WHAT THIS TASK INVOLVES: Reproduce, from the lines below, exactly the stretch that begins at the line containing "waits on I/O" and ends at the line containing "let sink: Box<dyn", both included.

PROVIDED MATERIAL:
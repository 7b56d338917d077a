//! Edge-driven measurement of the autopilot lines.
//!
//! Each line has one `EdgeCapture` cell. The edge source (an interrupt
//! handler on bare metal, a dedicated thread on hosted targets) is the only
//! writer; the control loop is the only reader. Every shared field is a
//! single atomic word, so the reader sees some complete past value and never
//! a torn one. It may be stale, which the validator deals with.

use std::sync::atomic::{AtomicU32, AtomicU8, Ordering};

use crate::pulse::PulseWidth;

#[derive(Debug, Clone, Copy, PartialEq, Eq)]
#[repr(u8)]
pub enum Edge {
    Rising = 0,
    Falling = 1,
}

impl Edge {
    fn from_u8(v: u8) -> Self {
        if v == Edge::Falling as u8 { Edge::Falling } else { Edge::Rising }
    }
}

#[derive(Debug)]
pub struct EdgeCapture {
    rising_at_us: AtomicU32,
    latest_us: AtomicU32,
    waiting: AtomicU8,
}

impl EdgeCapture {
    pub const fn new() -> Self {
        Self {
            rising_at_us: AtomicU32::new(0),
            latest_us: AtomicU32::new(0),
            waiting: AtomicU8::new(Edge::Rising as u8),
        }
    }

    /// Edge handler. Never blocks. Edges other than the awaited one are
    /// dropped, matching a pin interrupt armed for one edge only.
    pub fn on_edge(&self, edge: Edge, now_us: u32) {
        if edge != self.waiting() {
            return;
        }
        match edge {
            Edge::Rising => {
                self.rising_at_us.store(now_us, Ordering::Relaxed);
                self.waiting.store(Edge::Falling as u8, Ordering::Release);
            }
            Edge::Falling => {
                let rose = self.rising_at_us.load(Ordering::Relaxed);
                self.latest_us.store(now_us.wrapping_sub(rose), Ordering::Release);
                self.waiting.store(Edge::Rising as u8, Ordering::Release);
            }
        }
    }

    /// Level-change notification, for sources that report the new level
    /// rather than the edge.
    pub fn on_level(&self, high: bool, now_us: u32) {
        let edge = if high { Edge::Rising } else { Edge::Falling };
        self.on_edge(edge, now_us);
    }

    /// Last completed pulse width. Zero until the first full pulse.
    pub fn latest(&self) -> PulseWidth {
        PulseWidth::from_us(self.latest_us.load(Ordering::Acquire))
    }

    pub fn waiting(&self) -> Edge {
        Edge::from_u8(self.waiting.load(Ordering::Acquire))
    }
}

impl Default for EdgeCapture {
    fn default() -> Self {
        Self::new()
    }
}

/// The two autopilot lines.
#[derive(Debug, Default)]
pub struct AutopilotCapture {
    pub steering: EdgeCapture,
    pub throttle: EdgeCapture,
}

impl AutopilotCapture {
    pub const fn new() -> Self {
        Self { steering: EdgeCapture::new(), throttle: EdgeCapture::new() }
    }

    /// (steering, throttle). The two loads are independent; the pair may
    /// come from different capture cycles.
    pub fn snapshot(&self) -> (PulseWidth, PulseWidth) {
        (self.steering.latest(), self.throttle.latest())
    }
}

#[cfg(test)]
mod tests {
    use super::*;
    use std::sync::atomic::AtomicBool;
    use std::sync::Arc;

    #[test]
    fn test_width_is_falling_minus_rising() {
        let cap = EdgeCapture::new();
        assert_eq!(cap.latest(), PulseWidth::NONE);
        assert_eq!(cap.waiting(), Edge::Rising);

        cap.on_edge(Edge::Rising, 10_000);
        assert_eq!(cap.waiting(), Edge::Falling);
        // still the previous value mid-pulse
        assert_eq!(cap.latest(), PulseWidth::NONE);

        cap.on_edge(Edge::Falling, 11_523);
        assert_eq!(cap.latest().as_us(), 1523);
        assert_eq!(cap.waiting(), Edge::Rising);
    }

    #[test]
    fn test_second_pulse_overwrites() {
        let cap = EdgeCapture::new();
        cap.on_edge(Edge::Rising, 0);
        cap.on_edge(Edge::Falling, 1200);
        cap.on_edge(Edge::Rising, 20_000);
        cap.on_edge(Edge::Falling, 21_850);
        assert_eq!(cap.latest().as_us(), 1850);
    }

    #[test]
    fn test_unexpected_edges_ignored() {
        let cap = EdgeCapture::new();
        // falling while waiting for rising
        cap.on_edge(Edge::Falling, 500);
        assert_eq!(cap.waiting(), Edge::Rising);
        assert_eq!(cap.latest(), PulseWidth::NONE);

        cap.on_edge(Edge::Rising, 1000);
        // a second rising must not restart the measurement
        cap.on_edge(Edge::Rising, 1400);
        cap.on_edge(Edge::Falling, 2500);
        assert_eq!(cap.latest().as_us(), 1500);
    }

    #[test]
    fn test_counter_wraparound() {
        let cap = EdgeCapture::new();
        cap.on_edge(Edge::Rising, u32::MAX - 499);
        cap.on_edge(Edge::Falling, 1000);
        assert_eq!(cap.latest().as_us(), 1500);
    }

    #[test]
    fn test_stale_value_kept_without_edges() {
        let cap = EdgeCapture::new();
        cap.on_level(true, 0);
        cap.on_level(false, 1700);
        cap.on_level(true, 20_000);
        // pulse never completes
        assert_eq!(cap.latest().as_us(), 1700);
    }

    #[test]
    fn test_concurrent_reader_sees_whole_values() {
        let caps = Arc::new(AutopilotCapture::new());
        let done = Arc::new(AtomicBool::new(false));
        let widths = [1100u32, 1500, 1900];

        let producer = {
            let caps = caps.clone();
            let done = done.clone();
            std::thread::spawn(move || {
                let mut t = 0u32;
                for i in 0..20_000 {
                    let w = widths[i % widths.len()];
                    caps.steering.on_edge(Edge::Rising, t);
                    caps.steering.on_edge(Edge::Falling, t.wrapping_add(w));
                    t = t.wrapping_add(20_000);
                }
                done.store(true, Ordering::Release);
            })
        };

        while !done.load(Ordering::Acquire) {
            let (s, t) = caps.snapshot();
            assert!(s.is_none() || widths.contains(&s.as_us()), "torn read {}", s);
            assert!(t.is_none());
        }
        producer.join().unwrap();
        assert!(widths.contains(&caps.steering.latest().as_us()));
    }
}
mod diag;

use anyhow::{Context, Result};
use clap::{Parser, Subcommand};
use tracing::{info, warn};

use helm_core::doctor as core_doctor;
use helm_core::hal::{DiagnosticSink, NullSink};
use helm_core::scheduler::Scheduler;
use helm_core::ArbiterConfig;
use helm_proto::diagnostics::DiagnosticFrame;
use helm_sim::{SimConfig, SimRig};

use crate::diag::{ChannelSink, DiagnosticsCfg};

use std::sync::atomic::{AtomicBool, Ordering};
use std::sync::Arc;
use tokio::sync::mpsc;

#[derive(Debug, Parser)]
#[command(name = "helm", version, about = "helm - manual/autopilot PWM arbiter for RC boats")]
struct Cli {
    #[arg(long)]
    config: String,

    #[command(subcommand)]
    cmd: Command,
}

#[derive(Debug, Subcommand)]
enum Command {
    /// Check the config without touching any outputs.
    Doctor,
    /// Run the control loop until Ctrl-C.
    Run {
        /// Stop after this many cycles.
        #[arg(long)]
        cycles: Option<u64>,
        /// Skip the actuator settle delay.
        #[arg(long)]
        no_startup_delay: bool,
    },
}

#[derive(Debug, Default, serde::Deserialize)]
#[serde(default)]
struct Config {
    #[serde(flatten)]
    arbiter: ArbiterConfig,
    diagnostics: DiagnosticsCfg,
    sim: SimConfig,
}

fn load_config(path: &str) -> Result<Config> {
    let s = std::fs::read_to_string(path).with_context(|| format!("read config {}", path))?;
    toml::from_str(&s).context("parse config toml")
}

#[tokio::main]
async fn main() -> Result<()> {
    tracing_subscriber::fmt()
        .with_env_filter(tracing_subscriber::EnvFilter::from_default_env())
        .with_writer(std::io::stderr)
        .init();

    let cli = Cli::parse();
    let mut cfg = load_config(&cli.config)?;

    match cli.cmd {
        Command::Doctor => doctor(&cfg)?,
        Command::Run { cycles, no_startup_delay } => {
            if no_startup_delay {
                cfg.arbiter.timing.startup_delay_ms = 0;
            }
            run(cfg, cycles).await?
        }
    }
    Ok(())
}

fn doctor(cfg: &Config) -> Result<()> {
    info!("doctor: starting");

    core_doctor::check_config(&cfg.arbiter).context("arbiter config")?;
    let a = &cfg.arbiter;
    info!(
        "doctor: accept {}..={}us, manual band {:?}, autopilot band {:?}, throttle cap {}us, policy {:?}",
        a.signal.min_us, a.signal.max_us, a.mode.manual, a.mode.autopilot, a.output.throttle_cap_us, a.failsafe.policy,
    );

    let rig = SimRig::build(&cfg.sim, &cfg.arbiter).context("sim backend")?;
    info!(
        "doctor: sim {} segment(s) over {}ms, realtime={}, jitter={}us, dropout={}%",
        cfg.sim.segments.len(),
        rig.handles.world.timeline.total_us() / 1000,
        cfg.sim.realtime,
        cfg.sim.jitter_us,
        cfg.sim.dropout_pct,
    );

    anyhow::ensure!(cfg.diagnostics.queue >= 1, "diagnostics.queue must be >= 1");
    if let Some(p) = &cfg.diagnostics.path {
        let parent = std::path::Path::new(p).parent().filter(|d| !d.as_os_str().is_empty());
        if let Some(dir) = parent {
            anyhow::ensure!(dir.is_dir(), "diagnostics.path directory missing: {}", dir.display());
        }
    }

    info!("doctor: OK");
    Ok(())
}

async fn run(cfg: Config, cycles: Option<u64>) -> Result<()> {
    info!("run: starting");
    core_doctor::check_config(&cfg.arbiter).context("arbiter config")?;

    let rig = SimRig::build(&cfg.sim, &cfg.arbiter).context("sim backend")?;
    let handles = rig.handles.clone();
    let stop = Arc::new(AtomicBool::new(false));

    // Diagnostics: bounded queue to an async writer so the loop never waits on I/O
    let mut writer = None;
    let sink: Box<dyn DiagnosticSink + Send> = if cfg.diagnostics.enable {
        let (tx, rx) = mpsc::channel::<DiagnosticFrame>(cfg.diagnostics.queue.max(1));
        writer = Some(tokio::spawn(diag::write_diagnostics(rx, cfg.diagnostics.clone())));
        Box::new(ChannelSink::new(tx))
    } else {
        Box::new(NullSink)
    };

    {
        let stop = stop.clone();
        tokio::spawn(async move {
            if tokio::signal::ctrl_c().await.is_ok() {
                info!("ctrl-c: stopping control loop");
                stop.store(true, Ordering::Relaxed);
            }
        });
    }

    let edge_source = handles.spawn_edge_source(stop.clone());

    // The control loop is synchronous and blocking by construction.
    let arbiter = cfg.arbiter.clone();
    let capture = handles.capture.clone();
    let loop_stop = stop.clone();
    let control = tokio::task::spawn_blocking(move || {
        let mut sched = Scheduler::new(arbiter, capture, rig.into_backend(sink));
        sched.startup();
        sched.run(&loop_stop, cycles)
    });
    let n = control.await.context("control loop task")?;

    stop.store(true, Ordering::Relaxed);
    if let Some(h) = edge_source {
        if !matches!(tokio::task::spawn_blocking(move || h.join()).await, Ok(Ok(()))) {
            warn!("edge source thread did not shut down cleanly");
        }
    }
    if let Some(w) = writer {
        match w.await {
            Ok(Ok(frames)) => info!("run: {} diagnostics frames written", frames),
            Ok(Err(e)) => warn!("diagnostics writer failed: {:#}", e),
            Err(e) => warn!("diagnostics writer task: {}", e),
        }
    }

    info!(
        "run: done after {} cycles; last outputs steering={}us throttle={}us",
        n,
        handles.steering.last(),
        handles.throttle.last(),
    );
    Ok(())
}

ANSWER TO THIS PROBLEM:
    // Diagnostics: bounded queue to an async writer so the loop never waits on I/O
    let mut writer = None;
    let sink: Box<dyn DiagnosticSink + Send> = if cfg.diagnostics.enable {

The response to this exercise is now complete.